The proceedings in the St. Tammany neglect case began in October, 1982. The rule for contempt and arrearages had been brought in the divorce proceedings in Jefferson Parish on March 14, 1986 and the parties later compromised. Although the May 19, 1986 decree may not be a model of clarity, it unmistakably ordered that support payments were to be made in accordance with court orders in the St. Tammany criminal neglect suit. A family support recommendation of the Juvenile Court of the 24th Judicial District Court, signed by Burns and dated May 4, 1987, states that, "Defendant agrees to adopt the Judgment of support from St. Tammany Parish, and support is set on a weekly basis, as indicated below...." The amount set out is $72.64 per week. Counsel for Burns states in brief that later non-support proceedings in Jefferson were dismissed on February 29, 1988 because he established just cause for failure to pay; however, no copy of that judgment appears in the record.
Burns admitted at trial that he was under court order in 1986 to pay $200 per month and in 1987 to pay $72.64 per week. Accordingly, we reject his counsel's argument that because of the May 19, 1986 judgment there were no outstanding orders of support.

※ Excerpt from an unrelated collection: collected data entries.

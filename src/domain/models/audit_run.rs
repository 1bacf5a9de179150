// Copyright (c) 2025 Kirky.X
//
// Licensed under the MIT License
// See LICENSE file in the project root for full license information.

use chrono::{DateTime, Utc};
use serde::{Deserialize, Serialize};
use std::fmt;
use std::str::FromStr;
use uuid::Uuid;
use validator::Validate;

/// 审计运行实体
///
/// 表示针对一个站点的一次完整审计执行，包含运行设置、
/// 执行状态、汇总统计和健康分数。
#[derive(Debug, Clone, Serialize, Deserialize)]
pub struct AuditRun {
    /// 运行唯一标识符
    pub id: Uuid,
    /// 被审计站点ID
    pub site_id: Uuid,
    /// 运行状态
    pub status: AuditStatus,
    /// 运行设置
    pub settings: AuditSettings,
    /// 存储的设置无法解析时的原因，此时 `settings` 为默认值
    #[serde(skip)]
    pub settings_error: Option<String>,
    /// 汇总统计
    pub summary: AuditSummary,
    /// 健康分数（0-100），仅在完成状态下存在
    pub health_score: Option<u8>,
    /// 失败原因，仅在失败状态下存在
    pub error_message: Option<String>,
    /// 开始时间
    pub started_at: Option<DateTime<Utc>>,
    /// 结束时间，完成或失败时设置
    pub finished_at: Option<DateTime<Utc>>,
    /// 创建时间
    pub created_at: DateTime<Utc>,
    /// 更新时间
    pub updated_at: DateTime<Utc>,
}

impl AuditRun {
    /// 创建一个排队中的审计运行
    pub fn new(site_id: Uuid, settings: AuditSettings) -> Self {
        let now = Utc::now();
        Self {
            id: Uuid::new_v4(),
            site_id,
            status: AuditStatus::Queued,
            settings,
            settings_error: None,
            summary: AuditSummary::default(),
            health_score: None,
            error_message: None,
            started_at: None,
            finished_at: None,
            created_at: now,
            updated_at: now,
        }
    }

    /// 用于日志与失败记录关联的稳定引用
    pub fn run_ref(id: Uuid) -> String {
        format!("audit:{}", id)
    }
}

/// 审计运行状态
///
/// 状态转换只允许：
/// Queued → Running → Completed/Failed
/// 以及启动阶段失败时的 Queued → Failed
#[derive(Debug, Clone, Copy, PartialEq, Eq, Serialize, Deserialize, Default)]
#[serde(rename_all = "snake_case")]
pub enum AuditStatus {
    /// 已入队
    #[default]
    Queued,
    /// 运行中
    Running,
    /// 已完成
    Completed,
    /// 已失败
    Failed,
}

impl AuditStatus {
    /// 是否为终态
    pub fn is_terminal(&self) -> bool {
        matches!(self, AuditStatus::Completed | AuditStatus::Failed)
    }
}

impl fmt::Display for AuditStatus {
    fn fmt(&self, f: &mut fmt::Formatter) -> fmt::Result {
        match self {
            AuditStatus::Queued => write!(f, "queued"),
            AuditStatus::Running => write!(f, "running"),
            AuditStatus::Completed => write!(f, "completed"),
            AuditStatus::Failed => write!(f, "failed"),
        }
    }
}

impl FromStr for AuditStatus {
    type Err = ();

    fn from_str(s: &str) -> Result<Self, Self::Err> {
        match s {
            "queued" => Ok(AuditStatus::Queued),
            "running" => Ok(AuditStatus::Running),
            "completed" => Ok(AuditStatus::Completed),
            "failed" => Ok(AuditStatus::Failed),
            _ => Err(()),
        }
    }
}

/// 审计运行设置
///
/// 默认值：`crawl_limit` = 50，`max_depth` 不限，`include_sitemap` = true，
/// `include_cwv` = false。
#[derive(Debug, Clone, PartialEq, Eq, Serialize, Deserialize, Validate)]
#[serde(default)]
pub struct AuditSettings {
    /// 最多抓取的URL数量
    #[validate(range(min = 1, max = 10000))]
    pub crawl_limit: u32,
    /// sitemap 候选URL允许的最大路径深度
    pub max_depth: Option<u32>,
    /// 是否合并 sitemap 中发现的URL
    pub include_sitemap: bool,
    /// 是否在完成后获取 Core Web Vitals 补充数据
    pub include_cwv: bool,
}

impl AuditSettings {
    /// 检查设置取值范围
    pub fn check(&self) -> Result<(), String> {
        self.validate().map_err(|e| e.to_string())
    }
}

impl Default for AuditSettings {
    fn default() -> Self {
        Self {
            crawl_limit: 50,
            max_depth: None,
            include_sitemap: true,
            include_cwv: false,
        }
    }
}

/// 审计汇总
#[derive(Debug, Clone, Copy, Default, PartialEq, Eq, Serialize, Deserialize)]
pub struct AuditSummary {
    /// 已抓取页面数
    pub pages_crawled: u32,
    /// 严重问题数
    pub issues_critical: u32,
    /// 警告问题数
    pub issues_warning: u32,
    /// 提示问题数
    pub issues_info: u32,
}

The appellant next argues that the juvenile court erred in exercising its jurisdiction over the adoption petition, when he had previously filed a motion in the 24th Judicial District Court for joint custody and to suspend child support.

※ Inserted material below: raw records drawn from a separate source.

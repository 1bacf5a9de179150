// Copyright (c) 2025 Kirky.X
//
// Licensed under the MIT License
// See LICENSE file in the project root for full license information.

/// 数据库实体模块
///
/// 定义数据库表对应的实体结构
/// 使用SeaORM框架进行对象关系映射
pub mod activity_log;
pub mod audit_run;
pub mod enrichment_metric;
pub mod issue;
pub mod page_result;
pub mod quota_usage;
pub mod site;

Burns' petition was filed on July 26, 1988, followed by Lambert's adoption petition on August 5, 1988. Burns filed an exception to the adoption on September 2, 1988, alleging the court had no jurisdiction, apparently on the basis of his previously filed motion in the other court, and because there was no proceeding relative to custody or child support pending in the juvenile court.